Task requirements
Go through the material and copy each line in which the word "STOCKS" shows up.

Given data

# # # #

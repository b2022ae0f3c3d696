pub mod dedup;
pub mod partition;
pub mod stitch;

pub use dedup::Command as Dedup;
pub use partition::Command as Partition;
pub use stitch::Command as Stitch;
pub mod crop;
pub mod transform;

pub use crop::CropRange;

pub use transform::complement;
pub use transform::reverse_complement;
pub use transform::SequencePreprocessor;
pub use transform::SequenceTransformer;
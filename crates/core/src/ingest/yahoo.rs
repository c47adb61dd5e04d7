use crate::config::Settings;
use crate::domain::catalog;
use crate::domain::entity::{
    round2, EntityKind, EntityRecord, EntitySpec, METRIC_CHANGE_PERCENT, METRIC_MARKET_CAP,
    METRIC_PE_RATIO, METRIC_PRICE,
};
use crate::ingest::{build_http_client, EntityProvider};
use anyhow::{Context, Result};
use serde::Deserialize;

#[derive(Debug, Clone)]
pub struct YahooQuoteClient {
    http: reqwest::Client,
    base_url: String,
}

#[derive(Debug, Clone, Deserialize)]
struct QuoteEnvelope {
    #[serde(rename = "quoteResponse")]
    quote_response: QuoteResponse,
}

#[derive(Debug, Clone, Deserialize)]
struct QuoteResponse {
    #[serde(default)]
    result: Vec<Quote>,
}

#[derive(Debug, Clone, Default, Deserialize)]
#[serde(rename_all = "camelCase")]
pub struct Quote {
    pub symbol: String,
    #[serde(default)]
    pub long_name: Option<String>,
    #[serde(default, rename = "trailingPE")]
    pub trailing_pe: Option<f64>,
    #[serde(default)]
    pub regular_market_price: Option<f64>,
    #[serde(default)]
    pub regular_market_change_percent: Option<f64>,
    #[serde(default)]
    pub market_cap: Option<f64>,
}

impl YahooQuoteClient {
    pub fn from_settings(settings: &Settings) -> Result<Self> {
        Ok(Self {
            http: build_http_client(settings, "Yahoo Finance")?,
            base_url: settings.yahoo_quote_base_url.clone(),
        })
    }

    pub async fn fetch_quote(&self, symbol: &str) -> Result<Quote> {
        let res = self
            .http
            .get(&self.base_url)
            .query(&[("symbols", symbol)])
            .send()
            .await
            .context("Yahoo Finance quote request failed")?;

        let status = res.status();
        let text = res
            .text()
            .await
            .context("failed to read Yahoo Finance quote response")?;
        if !status.is_success() {
            anyhow::bail!("Yahoo Finance HTTP {status}: {text}");
        }

        let envelope = serde_json::from_str::<QuoteEnvelope>(&text)
            .context("failed to parse Yahoo Finance quote response")?;
        envelope
            .quote_response
            .result
            .into_iter()
            .find(|q| q.symbol.eq_ignore_ascii_case(symbol))
            .with_context(|| format!("no quote returned for {symbol}"))
    }
}

#[async_trait::async_trait]
impl EntityProvider for YahooQuoteClient {
    fn provider_name(&self) -> &'static str {
        "yahoo_finance"
    }

    async fn fetch_entity(&self, entity: &EntitySpec) -> Result<EntityRecord> {
        let quote = self.fetch_quote(entity.identifier).await?;
        let mut record = quote_record(entity, &quote);
        record.as_of_date = Some(chrono::Utc::now().to_rfc3339());
        Ok(record)
    }

    fn default_record(&self, entity: &EntitySpec) -> EntityRecord {
        quote_record(entity, &Quote::default())
    }
}

/// Builds the record for one quote. Missing fields become 0; indices take their P/E from the
/// static table.
pub fn quote_record(entity: &EntitySpec, quote: &Quote) -> EntityRecord {
    let mut record = EntityRecord::from_spec(entity);

    let pe = match entity.kind {
        EntityKind::Index => catalog::index_pe(entity.identifier),
        _ => quote.trailing_pe,
    };

    let m = &mut record.metrics;
    m.set_or_zero(METRIC_PE_RATIO, pe.map(round2));
    m.set_or_zero(METRIC_PRICE, quote.regular_market_price.map(round2));
    m.set_or_zero(
        METRIC_CHANGE_PERCENT,
        quote.regular_market_change_percent.map(round2),
    );
    m.set_or_zero(METRIC_MARKET_CAP, quote.market_cap);
    record
}
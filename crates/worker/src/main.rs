use clap::Parser;
use pipeline::{Mode, Pipeline};
use std::path::PathBuf;
use tracing_subscriber::EnvFilter;
use tracing_subscriber::{layer::SubscriberExt, util::SubscriberInitExt};

mod pipeline;

#[derive(Debug, Parser)]
#[command(name = "pagefeed_worker")]
struct Args {
    /// Which page family to refresh.
    #[arg(value_enum)]
    pipeline: Pipeline,

    #[arg(long, value_enum, default_value_t = Mode::Run)]
    mode: Mode,

    /// Snapshot JSON path. Defaults to the pipeline's usual location.
    #[arg(long)]
    snapshot: Option<PathBuf>,

    /// Documents to patch; repeatable. Defaults to the pipeline's usual pages.
    #[arg(long = "target")]
    targets: Vec<PathBuf>,

    /// Fetch and compute everything but write nothing to disk.
    #[arg(long)]
    dry_run: bool,
}

#[tokio::main]
async fn main() -> anyhow::Result<()> {
    dotenvy::dotenv().ok();

    let settings = pagefeed_core::config::Settings::from_env()?;
    let _sentry_guard = init_sentry(&settings);

    tracing_subscriber::registry()
        .with(EnvFilter::from_default_env())
        .with(tracing_subscriber::fmt::layer())
        .with(sentry_tracing::layer())
        .init();

    let args = Args::parse();

    let mut cfg = args.pipeline.default_config();
    if let Some(path) = args.snapshot {
        cfg.snapshot_path = path;
    }
    if !args.targets.is_empty() {
        cfg.targets = args.targets;
    }

    let started = chrono::Utc::now();
    tracing::info!(
        pipeline = ?args.pipeline,
        mode = ?args.mode,
        dry_run = args.dry_run,
        %started,
        "page refresh started"
    );

    let summary = match pipeline::run(&settings, args.pipeline, args.mode, &cfg, args.dry_run, started).await {
        Ok(summary) => summary,
        Err(err) => {
            sentry_anyhow::capture_anyhow(&err);
            tracing::error!(pipeline = ?args.pipeline, error = %format!("{err:#}"), "page refresh failed");
            return Err(err);
        }
    };

    tracing::info!(
        pipeline = ?args.pipeline,
        entities = summary.entities,
        written = summary.written.len(),
        failed = summary.failed.len(),
        stale_anchors = summary.stale_anchors,
        "page refresh finished"
    );

    if !summary.failed.is_empty() {
        let failed = summary
            .failed
            .iter()
            .map(|p| p.display().to_string())
            .collect::<Vec<_>>()
            .join(", ");
        let err = anyhow::anyhow!("failed to update: {failed}");
        sentry_anyhow::capture_anyhow(&err);
        return Err(err);
    }

    Ok(())
}

fn init_sentry(settings: &pagefeed_core::config::Settings) -> Option<sentry::ClientInitGuard> {
    let dsn = settings.sentry_dsn.as_deref()?;
    Some(sentry::init((
        dsn,
        sentry::ClientOptions {
            release: sentry::release_name!(),
            ..Default::default()
        },
    )))
}
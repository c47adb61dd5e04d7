//! Compiled-in entity lists and reference tables.

use crate::domain::entity::{
    EntityRecord, EntitySpec, Position, Region, METRIC_CASH, METRIC_PE_RATIO, METRIC_TOTAL_VALUE,
};

pub const BERKSHIRE: &str = "Berkshire Hathaway Inc";
pub const VANGUARD: &str = "Vanguard Group Inc";
pub const SOROS: &str = "Soros Fund Management LLC";

pub const SP500: &str = "S&P 500";
pub const NASDAQ: &str = "Nasdaq";
pub const DOW_JONES: &str = "Dow Jones";
pub const HANG_SENG: &str = "Hang Seng";

pub const FUNDS: [EntitySpec; 3] = [
    EntitySpec::fund("0000086365", BERKSHIRE),
    EntitySpec::fund("0000102647", VANGUARD),
    EntitySpec::fund("0001086364", SOROS),
];

pub const INDICES: [EntitySpec; 4] = [
    EntitySpec::index("^GSPC", SP500),
    EntitySpec::index("^IXIC", NASDAQ),
    EntitySpec::index("^DJI", DOW_JONES),
    EntitySpec::index("^HSI", HANG_SENG),
];

pub const STOCKS: [EntitySpec; 22] = [
    EntitySpec::stock("AAPL", "Apple", Region::Us),
    EntitySpec::stock("MSFT", "Microsoft", Region::Us),
    EntitySpec::stock("GOOGL", "Google", Region::Us),
    EntitySpec::stock("NVDA", "NVIDIA", Region::Us),
    EntitySpec::stock("TSLA", "Tesla", Region::Us),
    EntitySpec::stock("AMZN", "Amazon", Region::Us),
    EntitySpec::stock("META", "Meta", Region::Us),
    EntitySpec::stock("JPM", "JPMorgan", Region::Us),
    EntitySpec::stock("BAC", "Bank of America", Region::Us),
    EntitySpec::stock("GS", "Goldman Sachs", Region::Us),
    EntitySpec::stock("XOM", "ExxonMobil", Region::Us),
    EntitySpec::stock("CVX", "Chevron", Region::Us),
    EntitySpec::stock("COP", "ConocoPhillips", Region::Us),
    EntitySpec::stock("0005.HK", "HSBC", Region::Hk),
    EntitySpec::stock("0001.HK", "中銀香港", Region::Hk),
    EntitySpec::stock("0939.HK", "中國銀行", Region::Hk),
    EntitySpec::stock("0016.HK", "新世界", Region::Hk),
    EntitySpec::stock("0083.HK", "信和置業", Region::Hk),
    EntitySpec::stock("1113.HK", "長實集團", Region::Hk),
    EntitySpec::stock("0288.HK", "恒安國際", Region::Hk),
    EntitySpec::stock("1928.HK", "金沙中國", Region::Hk),
    EntitySpec::stock("0700.HK", "騰訊控股", Region::Hk),
];

/// Index P/E values. The quote provider does not report a trailing P/E for aggregates.
const INDEX_PE: [(&str, f64); 4] = [("^GSPC", 29.2), ("^IXIC", 36.5), ("^DJI", 27.3), ("^HSI", 11.8)];

pub fn index_pe(symbol: &str) -> Option<f64> {
    INDEX_PE
        .iter()
        .find(|(s, _)| *s == symbol)
        .map(|(_, pe)| *pe)
}

pub fn market_entities() -> Vec<EntitySpec> {
    INDICES.iter().chain(STOCKS.iter()).copied().collect()
}

pub const FALLBACK_FILING_DATE: &str = "2025-11-15";

struct FundHoldings {
    cik: &'static str,
    total_value: f64,
    cash: f64,
    positions: &'static [(&'static str, f64, f64)],
}

const FUND_HOLDINGS: [FundHoldings; 3] = [
    FundHoldings {
        cik: "0000086365",
        total_value: 422.3,
        cash: 167.6,
        positions: &[
            ("AAPL", 246.5, 915.6),
            ("BAC", 54.8, 1000.0),
            ("KO", 26.4, 400.0),
            ("AXP", 32.1, 151.0),
            ("CVX", 24.7, 152.0),
        ],
    },
    FundHoldings {
        cik: "0000102647",
        total_value: 750.2,
        cash: 3.75,
        positions: &[
            ("AAPL", 3200.0, 11900.0),
            ("MSFT", 3100.0, 8500.0),
            ("NVDA", 2800.0, 5200.0),
        ],
    },
    FundHoldings {
        cik: "0001086364",
        total_value: 32.8,
        cash: 4.9,
        positions: &[
            ("GOOGL", 8.2, 25.0),
            ("AMZN", 5.1, 15.0),
            ("MSFT", 3.8, 12.0),
        ],
    },
];

/// Fills a fund record's holdings from the reference table. Returns false for an unknown CIK.
pub fn apply_reference_holdings(record: &mut EntityRecord) -> bool {
    let Some(h) = FUND_HOLDINGS.iter().find(|h| h.cik == record.identifier) else {
        return false;
    };

    record.metrics.set(METRIC_TOTAL_VALUE, h.total_value);
    record.metrics.set(METRIC_CASH, h.cash);
    record.metrics.positions = h
        .positions
        .iter()
        .map(|(symbol, value, shares)| Position {
            symbol: symbol.to_string(),
            value: *value,
            shares: *shares,
        })
        .collect();
    true
}

/// The three fund records used when nothing could be fetched.
pub fn fallback_fund_records(filing_date: &str) -> Vec<EntityRecord> {
    FUNDS
        .iter()
        .map(|spec| {
            let mut record = EntityRecord::from_spec(spec);
            record.as_of_date = Some(filing_date.to_string());
            apply_reference_holdings(&mut record);
            record
        })
        .collect()
}

/// Index records carrying only the table P/E, used when no quote could be fetched.
pub fn fallback_index_records() -> Vec<EntityRecord> {
    INDICES
        .iter()
        .map(|spec| {
            let mut record = EntityRecord::from_spec(spec);
            if let Some(pe) = index_pe(spec.identifier) {
                record.metrics.set(METRIC_PE_RATIO, pe);
            }
            record
        })
        .collect()
}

# # # #

Result of the exercise
pub const STOCKS: [EntitySpec; 22] = [
    INDICES.iter().chain(STOCKS.iter()).copied().collect()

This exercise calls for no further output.